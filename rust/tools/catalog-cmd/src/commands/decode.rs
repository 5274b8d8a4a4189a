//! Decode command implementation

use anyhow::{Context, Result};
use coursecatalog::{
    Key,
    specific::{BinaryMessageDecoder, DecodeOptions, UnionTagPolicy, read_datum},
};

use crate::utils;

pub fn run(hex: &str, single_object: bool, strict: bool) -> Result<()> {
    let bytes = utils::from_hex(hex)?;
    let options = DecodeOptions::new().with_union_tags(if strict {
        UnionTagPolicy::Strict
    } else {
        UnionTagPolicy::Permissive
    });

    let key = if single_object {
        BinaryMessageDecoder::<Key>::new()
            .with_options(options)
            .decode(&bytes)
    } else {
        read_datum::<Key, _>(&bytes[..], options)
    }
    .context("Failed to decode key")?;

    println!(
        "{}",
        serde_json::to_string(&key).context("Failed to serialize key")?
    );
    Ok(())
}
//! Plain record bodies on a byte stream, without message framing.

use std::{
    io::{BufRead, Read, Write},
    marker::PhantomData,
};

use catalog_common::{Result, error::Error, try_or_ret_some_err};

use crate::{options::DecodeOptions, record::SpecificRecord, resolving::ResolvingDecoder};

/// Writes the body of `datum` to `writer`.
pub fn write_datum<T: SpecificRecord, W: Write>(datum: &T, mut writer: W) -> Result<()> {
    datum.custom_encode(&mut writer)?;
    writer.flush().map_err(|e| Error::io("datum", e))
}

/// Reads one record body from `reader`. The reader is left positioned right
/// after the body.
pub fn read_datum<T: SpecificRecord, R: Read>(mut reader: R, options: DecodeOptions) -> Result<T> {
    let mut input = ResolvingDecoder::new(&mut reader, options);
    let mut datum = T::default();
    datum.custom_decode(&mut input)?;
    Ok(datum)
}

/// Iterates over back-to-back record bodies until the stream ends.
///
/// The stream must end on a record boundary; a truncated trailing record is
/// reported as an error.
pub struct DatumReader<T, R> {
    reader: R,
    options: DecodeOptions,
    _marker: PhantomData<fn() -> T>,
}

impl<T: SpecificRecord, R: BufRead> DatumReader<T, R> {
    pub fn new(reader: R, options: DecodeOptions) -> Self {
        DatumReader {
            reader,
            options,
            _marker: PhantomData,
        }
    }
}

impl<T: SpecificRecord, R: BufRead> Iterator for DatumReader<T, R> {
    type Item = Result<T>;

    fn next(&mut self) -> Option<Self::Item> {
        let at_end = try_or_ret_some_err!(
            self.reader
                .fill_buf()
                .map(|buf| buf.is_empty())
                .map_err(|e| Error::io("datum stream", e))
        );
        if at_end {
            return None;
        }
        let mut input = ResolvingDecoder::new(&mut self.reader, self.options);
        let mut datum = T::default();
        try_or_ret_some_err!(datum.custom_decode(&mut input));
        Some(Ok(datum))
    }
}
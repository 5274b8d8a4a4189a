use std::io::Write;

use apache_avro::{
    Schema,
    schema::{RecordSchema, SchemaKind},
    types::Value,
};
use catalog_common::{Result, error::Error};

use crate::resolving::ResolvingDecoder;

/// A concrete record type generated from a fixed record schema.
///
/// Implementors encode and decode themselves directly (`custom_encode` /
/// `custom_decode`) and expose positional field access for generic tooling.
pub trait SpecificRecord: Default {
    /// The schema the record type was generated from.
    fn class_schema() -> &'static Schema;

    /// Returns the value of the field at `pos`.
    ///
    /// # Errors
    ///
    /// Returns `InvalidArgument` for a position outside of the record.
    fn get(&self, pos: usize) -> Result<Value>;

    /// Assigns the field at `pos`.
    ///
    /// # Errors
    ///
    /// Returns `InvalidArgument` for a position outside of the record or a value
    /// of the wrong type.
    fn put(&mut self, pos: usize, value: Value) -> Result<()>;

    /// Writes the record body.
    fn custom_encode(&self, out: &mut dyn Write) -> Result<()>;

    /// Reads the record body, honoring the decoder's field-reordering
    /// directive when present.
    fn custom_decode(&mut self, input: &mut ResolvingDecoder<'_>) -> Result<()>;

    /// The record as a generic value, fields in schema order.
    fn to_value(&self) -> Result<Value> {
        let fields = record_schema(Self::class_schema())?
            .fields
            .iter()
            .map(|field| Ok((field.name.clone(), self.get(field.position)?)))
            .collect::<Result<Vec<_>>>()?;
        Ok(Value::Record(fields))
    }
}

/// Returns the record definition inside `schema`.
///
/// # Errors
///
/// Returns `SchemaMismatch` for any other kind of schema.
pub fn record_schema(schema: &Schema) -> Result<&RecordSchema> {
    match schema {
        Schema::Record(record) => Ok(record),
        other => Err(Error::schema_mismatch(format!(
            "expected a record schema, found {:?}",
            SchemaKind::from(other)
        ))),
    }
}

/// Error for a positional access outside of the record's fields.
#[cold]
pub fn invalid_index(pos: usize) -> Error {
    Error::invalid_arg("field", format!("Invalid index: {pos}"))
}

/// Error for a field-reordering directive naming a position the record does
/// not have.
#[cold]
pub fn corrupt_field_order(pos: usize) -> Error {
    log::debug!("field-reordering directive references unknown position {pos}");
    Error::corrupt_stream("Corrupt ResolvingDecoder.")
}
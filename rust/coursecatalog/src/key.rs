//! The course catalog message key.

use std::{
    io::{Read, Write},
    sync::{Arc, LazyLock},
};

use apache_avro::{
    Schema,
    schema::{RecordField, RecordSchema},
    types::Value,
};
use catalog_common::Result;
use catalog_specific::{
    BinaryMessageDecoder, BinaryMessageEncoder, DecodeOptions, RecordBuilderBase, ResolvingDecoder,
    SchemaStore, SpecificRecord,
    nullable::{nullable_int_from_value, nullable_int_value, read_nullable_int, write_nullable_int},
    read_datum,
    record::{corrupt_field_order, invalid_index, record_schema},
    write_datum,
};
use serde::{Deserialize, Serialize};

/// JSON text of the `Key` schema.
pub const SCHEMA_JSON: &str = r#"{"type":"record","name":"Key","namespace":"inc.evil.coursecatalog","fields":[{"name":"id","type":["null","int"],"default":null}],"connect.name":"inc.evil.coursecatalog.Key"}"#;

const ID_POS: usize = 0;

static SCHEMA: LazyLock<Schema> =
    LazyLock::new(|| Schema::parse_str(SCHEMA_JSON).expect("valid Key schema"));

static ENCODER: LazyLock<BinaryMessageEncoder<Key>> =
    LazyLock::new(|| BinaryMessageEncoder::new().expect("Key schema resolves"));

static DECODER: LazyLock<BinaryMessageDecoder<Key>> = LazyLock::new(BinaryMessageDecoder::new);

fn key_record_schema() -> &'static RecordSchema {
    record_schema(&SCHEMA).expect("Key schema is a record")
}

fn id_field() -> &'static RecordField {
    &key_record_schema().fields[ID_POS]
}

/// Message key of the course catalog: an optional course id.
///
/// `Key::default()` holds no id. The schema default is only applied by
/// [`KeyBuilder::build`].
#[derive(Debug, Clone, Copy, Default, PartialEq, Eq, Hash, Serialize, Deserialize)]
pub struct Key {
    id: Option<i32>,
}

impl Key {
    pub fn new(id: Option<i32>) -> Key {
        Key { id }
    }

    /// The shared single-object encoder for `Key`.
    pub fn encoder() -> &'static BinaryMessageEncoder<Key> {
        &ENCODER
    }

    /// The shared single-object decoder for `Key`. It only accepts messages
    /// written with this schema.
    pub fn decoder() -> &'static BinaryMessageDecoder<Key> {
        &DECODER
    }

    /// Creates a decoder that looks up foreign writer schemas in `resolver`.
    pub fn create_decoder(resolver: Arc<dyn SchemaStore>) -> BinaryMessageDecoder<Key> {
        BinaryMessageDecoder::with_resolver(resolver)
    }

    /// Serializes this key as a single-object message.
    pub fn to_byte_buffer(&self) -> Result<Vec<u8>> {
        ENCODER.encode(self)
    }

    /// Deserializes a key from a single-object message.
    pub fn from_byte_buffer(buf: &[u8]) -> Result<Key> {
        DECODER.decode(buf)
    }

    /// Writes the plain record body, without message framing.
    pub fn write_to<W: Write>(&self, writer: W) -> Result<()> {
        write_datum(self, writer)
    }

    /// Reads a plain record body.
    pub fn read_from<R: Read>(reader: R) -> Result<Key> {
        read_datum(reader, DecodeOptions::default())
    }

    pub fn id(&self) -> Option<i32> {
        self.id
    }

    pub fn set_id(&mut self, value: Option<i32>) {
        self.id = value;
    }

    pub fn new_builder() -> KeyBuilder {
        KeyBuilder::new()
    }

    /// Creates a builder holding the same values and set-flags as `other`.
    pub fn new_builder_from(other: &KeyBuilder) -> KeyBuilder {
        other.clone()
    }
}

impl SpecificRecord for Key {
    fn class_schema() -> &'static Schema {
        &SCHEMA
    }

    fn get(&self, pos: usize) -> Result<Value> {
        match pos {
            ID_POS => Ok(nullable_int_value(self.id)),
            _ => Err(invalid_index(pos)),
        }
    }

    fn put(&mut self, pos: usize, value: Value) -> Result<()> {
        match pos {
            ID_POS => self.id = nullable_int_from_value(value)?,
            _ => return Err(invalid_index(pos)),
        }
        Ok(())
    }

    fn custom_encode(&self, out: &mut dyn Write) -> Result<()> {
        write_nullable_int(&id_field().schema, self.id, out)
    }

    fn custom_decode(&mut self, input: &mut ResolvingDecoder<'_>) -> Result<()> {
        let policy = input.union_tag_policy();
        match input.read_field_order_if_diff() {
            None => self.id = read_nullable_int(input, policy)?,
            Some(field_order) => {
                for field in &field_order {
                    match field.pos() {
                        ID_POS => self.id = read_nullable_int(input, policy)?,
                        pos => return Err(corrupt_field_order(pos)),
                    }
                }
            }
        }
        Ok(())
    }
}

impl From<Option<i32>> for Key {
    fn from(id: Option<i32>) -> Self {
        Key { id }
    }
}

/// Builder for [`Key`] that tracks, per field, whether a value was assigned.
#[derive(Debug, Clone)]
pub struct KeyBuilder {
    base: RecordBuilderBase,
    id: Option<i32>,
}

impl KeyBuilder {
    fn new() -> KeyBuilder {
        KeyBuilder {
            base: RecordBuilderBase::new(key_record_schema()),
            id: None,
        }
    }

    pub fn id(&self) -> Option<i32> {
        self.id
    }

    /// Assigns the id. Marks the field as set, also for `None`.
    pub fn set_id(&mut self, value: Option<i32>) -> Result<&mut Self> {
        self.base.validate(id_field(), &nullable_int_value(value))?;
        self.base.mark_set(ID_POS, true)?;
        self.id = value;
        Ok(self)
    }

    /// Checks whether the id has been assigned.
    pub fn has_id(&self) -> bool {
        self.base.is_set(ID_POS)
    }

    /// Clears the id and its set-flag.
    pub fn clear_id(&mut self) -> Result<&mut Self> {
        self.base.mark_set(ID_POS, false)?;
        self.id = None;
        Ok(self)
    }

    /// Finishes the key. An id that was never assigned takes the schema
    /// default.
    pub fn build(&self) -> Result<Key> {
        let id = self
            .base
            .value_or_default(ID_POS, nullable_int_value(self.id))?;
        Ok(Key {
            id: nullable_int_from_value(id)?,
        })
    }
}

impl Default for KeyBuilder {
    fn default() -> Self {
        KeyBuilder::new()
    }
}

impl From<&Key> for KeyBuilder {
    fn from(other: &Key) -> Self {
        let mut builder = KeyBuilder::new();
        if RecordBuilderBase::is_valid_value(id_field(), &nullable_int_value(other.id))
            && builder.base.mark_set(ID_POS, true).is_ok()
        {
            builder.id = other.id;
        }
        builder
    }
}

→ **Work to be completed**
Proceeding from the line containing "DECODER.decode(buf)" through the line containing "read_datum(reader, DecodeOptions::default())", transcribe the lines above exactly, both end lines included.

→ **Expected output**
        DECODER.decode(buf)
    }

    /// Writes the plain record body, without message framing.
    pub fn write_to<W: Write>(&self, writer: W) -> Result<()> {
        write_datum(self, writer)
    }

    /// Reads a plain record body.
    pub fn read_from<R: Read>(reader: R) -> Result<Key> {
        read_datum(reader, DecodeOptions::default())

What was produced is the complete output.